* [Exercise brief] Below are some records. Return exactly the lines from the one containing "Ok(Embedding::new(weight, dim))" through the one containing "is a no-op.", both included, and only those.

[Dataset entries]
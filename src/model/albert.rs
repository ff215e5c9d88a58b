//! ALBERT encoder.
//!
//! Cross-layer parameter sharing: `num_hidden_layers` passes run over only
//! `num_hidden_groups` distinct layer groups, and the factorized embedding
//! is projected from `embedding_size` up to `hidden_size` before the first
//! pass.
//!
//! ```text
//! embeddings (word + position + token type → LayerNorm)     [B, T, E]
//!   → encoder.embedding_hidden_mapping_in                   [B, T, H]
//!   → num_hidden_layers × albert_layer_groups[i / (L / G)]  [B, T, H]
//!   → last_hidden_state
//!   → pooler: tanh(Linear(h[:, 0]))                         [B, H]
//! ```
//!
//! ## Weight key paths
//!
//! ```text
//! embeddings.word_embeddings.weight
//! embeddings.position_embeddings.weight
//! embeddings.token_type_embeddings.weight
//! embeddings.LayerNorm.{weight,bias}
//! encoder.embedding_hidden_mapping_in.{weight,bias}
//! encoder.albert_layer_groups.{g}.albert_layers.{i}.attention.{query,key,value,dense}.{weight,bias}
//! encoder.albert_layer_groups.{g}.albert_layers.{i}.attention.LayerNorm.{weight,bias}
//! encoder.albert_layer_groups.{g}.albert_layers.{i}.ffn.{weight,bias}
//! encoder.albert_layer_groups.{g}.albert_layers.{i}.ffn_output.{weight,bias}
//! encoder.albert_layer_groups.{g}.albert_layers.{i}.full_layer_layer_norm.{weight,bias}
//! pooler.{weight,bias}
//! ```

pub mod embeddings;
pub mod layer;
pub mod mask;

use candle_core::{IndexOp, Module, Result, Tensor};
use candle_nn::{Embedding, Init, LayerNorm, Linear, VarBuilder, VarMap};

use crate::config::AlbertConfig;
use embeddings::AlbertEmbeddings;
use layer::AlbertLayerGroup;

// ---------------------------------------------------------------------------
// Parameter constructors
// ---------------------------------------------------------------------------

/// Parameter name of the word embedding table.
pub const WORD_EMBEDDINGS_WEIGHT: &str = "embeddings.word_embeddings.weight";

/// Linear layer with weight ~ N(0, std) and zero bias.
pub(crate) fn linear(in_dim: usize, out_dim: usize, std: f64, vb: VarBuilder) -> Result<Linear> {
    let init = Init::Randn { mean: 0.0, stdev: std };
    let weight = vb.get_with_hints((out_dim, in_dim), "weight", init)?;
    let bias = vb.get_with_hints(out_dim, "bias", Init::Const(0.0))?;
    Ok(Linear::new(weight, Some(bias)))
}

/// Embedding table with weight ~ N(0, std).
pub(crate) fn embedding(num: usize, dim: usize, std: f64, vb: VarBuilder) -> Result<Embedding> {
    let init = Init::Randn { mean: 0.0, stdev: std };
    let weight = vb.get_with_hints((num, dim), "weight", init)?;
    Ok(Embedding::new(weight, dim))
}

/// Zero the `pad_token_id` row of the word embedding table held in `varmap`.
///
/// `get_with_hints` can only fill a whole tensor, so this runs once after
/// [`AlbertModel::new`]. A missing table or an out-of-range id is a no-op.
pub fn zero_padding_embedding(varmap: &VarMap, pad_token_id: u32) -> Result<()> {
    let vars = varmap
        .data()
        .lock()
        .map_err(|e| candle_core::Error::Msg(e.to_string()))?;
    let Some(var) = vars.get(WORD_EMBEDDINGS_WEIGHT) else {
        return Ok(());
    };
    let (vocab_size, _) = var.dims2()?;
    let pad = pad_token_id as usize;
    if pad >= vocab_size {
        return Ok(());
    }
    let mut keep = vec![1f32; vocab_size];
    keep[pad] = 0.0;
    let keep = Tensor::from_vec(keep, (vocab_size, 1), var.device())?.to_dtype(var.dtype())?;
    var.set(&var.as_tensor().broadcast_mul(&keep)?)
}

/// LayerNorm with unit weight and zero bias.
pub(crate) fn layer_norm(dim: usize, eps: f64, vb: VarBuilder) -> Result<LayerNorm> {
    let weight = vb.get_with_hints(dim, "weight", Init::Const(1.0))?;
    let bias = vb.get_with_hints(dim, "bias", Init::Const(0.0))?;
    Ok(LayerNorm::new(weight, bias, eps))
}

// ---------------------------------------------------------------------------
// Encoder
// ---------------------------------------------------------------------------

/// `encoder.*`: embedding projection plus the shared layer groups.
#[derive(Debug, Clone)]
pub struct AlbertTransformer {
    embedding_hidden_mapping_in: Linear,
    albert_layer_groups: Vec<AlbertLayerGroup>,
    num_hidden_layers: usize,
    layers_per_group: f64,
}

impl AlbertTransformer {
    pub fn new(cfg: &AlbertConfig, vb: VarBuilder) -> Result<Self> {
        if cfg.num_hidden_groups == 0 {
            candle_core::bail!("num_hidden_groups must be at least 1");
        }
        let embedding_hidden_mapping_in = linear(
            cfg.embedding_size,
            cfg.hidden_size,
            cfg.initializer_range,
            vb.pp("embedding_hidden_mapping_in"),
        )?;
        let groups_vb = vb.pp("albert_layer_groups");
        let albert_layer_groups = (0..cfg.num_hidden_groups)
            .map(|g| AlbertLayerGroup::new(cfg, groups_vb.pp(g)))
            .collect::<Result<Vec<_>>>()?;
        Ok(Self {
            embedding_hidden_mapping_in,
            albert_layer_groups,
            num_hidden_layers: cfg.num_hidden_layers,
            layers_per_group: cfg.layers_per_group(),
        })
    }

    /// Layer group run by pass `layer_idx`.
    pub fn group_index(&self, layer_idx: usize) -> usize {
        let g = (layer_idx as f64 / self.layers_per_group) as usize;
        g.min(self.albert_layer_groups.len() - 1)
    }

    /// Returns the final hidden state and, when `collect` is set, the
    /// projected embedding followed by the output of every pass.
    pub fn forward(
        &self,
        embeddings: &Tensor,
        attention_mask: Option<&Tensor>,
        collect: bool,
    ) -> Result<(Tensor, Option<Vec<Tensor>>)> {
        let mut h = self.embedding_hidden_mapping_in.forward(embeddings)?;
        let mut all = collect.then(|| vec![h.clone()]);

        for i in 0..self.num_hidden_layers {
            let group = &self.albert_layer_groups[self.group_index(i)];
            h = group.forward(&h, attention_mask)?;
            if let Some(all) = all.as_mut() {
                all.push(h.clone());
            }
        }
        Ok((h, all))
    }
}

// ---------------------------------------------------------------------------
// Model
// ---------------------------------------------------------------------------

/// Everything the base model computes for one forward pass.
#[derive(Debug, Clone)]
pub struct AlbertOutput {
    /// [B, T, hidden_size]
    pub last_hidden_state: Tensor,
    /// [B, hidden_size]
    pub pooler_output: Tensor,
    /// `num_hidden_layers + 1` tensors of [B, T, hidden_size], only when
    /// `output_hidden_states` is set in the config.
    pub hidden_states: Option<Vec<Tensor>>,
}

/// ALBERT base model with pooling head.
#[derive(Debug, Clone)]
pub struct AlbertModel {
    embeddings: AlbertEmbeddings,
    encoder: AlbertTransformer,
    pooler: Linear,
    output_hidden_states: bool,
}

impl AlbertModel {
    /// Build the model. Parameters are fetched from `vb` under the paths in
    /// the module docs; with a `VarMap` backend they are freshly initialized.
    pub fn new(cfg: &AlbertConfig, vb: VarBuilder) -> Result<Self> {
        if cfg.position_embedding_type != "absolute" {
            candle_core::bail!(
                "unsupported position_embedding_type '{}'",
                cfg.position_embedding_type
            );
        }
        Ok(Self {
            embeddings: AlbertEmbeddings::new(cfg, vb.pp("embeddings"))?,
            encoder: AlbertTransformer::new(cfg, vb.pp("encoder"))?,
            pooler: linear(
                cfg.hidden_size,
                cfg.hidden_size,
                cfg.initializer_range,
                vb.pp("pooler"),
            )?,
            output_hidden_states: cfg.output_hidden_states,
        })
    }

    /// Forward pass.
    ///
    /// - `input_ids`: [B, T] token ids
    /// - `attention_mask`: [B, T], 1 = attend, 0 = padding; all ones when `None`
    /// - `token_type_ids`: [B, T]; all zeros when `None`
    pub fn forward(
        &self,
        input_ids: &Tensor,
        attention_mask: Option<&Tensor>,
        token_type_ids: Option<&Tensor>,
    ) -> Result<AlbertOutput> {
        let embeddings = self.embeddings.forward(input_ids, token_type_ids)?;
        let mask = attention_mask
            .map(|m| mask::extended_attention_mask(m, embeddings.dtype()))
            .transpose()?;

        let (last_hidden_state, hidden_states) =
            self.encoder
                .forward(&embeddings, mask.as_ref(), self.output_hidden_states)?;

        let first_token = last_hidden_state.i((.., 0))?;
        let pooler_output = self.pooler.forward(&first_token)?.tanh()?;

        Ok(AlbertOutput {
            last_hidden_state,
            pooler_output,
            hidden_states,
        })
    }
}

* [Written reply]
    Ok(Embedding::new(weight, dim))
}

/// Zero the `pad_token_id` row of the word embedding table held in `varmap`.
///
/// `get_with_hints` can only fill a whole tensor, so this runs once after
/// [`AlbertModel::new`]. A missing table or an out-of-range id is a no-op.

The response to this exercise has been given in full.